* **WORK TO BE COMPLETED**
Print the records exactly as they are written.

* **Stored dataset items**

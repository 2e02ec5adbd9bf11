use super::*;

const SVG: &str = r##"<svg xmlns="http://www.w3.org/2000/svg">
  <rect id="a" width="1" height="1"/>
  <rect id="b" width="1" height="1"/>
  <rect id="c" width="1" height="1"/>
  <path id="p" d="M0 0 L4 0"/>
</svg>"##;

fn animator() -> Animator {
    Animator::from_svg_str(SVG).unwrap()
}

fn starts(a: &Animator) -> Vec<Secs> {
    a.timeline().entries().iter().map(|e| e.span().start).collect()
}

#[test]
fn group_members_share_one_start_and_add_only_the_longest_span() {
    let mut a = animator();
    a.fade_in("#a", AnimationOptions::new().duration(1.0));
    a.group(|g| {
        assert_eq!(g.offset(), 1.0);
        g.fade_in("#b", AnimationOptions::new().duration(0.5))
            .fade_out("#c", AnimationOptions::new().duration(2.0))
            .draw_path("#p", AnimationOptions::new().duration(1.5));
    });
    assert_eq!(starts(&a), [0.0, 1.0, 1.0, 1.0]);
    assert_eq!(a.timeline().duration(), 3.0);

    a.fade_out("#a", AnimationOptions::new());
    assert_eq!(starts(&a)[4], 3.0);
}

#[test]
fn nested_groups_open_at_the_end_so_far() {
    let mut a = animator();
    a.group(|g| {
        g.fade_in("#a", AnimationOptions::new().duration(1.0));
        g.group(|inner| {
            assert_eq!(inner.offset(), 1.0);
            inner.fade_in("#b", AnimationOptions::new().duration(1.0));
        });
        g.fade_in("#c", AnimationOptions::new().duration(0.25));
    });
    assert_eq!(starts(&a), [0.0, 1.0, 0.0]);
    assert_eq!(a.timeline().duration(), 2.0);
}

#[test]
fn placement_resets_once_the_group_returns() {
    let mut a = animator();
    a.group(|g| {
        g.fade_in("#a", AnimationOptions::new().duration(1.0));
    })
    .fade_in("#b", AnimationOptions::new().duration(1.0));
    assert_eq!(starts(&a), [0.0, 1.0]);
    assert_eq!(a.placement(), Placement::Append);
}

#[test]
fn labels_and_waits_inside_a_group_use_the_timeline_end() {
    let mut a = animator();
    a.fade_in("#a", AnimationOptions::new().duration(1.0));
    a.group(|g| {
        g.fade_in("#b", AnimationOptions::new().duration(2.0))
            .add_label("inside")
            .wait(0.5);
    });
    assert_eq!(a.timeline().label_time("inside"), Some(3.0));
    assert_eq!(a.timeline().duration(), 3.5);
}

#[test]
fn group_misses_still_warn_once_each() {
    let mut a = animator();
    a.group(|g| {
        g.fade_in("#nope", AnimationOptions::new())
            .pulse("#nada", AnimationOptions::new());
    });
    assert_eq!(a.warnings().len(), 2);
    assert!(a.timeline().entries().is_empty());
}
pub(crate) mod core;
pub(crate) mod navigator;
pub(crate) mod ops;
pub(crate) mod options;
pub(crate) mod stage;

* **SOLUTION TO THE EXERCISE**
repository 2e02ec5adbd9bf11
use super::*;

const SVG: &str = r##"<svg xmlns="http://www.w3.org/2000/svg">
  <rect id="a" width="1" height="1"/>
  <rect id="b" width="1" height="1"/>
  <rect id="c" width="1" height="1"/>
  <path id="p" d="M0 0 L4 0"/>
</svg>"##;

fn animator() -> Animator {
    Animator::from_svg_str(SVG).unwrap()
}

fn starts(a: &Animator) -> Vec<Secs> {
    a.timeline().entries().iter().map(|e| e.span().start).collect()
}

#[test]
fn group_members_share_one_start_and_add_only_the_longest_span() {
    let mut a = animator();
    a.fade_in("#a", AnimationOptions::new().duration(1.0));
    a.group(|g| {
        assert_eq!(g.offset(), 1.0);
        g.fade_in("#b", AnimationOptions::new().duration(0.5))
            .fade_out("#c", AnimationOptions::new().duration(2.0))
            .draw_path("#p", AnimationOptions::new().duration(1.5));
    });
    assert_eq!(starts(&a), [0.0, 1.0, 1.0, 1.0]);
    assert_eq!(a.timeline().duration(), 3.0);

    a.fade_out("#a", AnimationOptions::new());
    assert_eq!(starts(&a)[4], 3.0);
}

#[test]
fn nested_groups_open_at_the_end_so_far() {
    let mut a = animator();
    a.group(|g| {
        g.fade_in("#a", AnimationOptions::new().duration(1.0));
        g.group(|inner| {
            assert_eq!(inner.offset(), 1.0);
            inner.fade_in("#b", AnimationOptions::new().duration(1.0));
        });
        g.fade_in("#c", AnimationOptions::new().duration(0.25));
    });
    assert_eq!(starts(&a), [0.0, 1.0, 0.0]);
    assert_eq!(a.timeline().duration(), 2.0);
}

#[test]
fn placement_resets_once_the_group_returns() {
    let mut a = animator();
    a.group(|g| {
        g.fade_in("#a", AnimationOptions::new().duration(1.0));
    })
    .fade_in("#b", AnimationOptions::new().duration(1.0));
    assert_eq!(starts(&a), [0.0, 1.0]);
    assert_eq!(a.placement(), Placement::Append);
}

#[test]
fn labels_and_waits_inside_a_group_use_the_timeline_end() {
    let mut a = animator();
    a.fade_in("#a", AnimationOptions::new().duration(1.0));
    a.group(|g| {
        g.fade_in("#b", AnimationOptions::new().duration(2.0))
            .add_label("inside")
            .wait(0.5);
    });
    assert_eq!(a.timeline().label_time("inside"), Some(3.0));
    assert_eq!(a.timeline().duration(), 3.5);
}

#[test]
fn group_misses_still_warn_once_each() {
    let mut a = animator();
    a.group(|g| {
        g.fade_in("#nope", AnimationOptions::new())
            .pulse("#nada", AnimationOptions::new());
    });
    assert_eq!(a.warnings().len(), 2);
    assert!(a.timeline().entries().is_empty());
}
pub(crate) mod core;
pub(crate) mod navigator;
pub(crate) mod ops;
pub(crate) mod options;
pub(crate) mod stage;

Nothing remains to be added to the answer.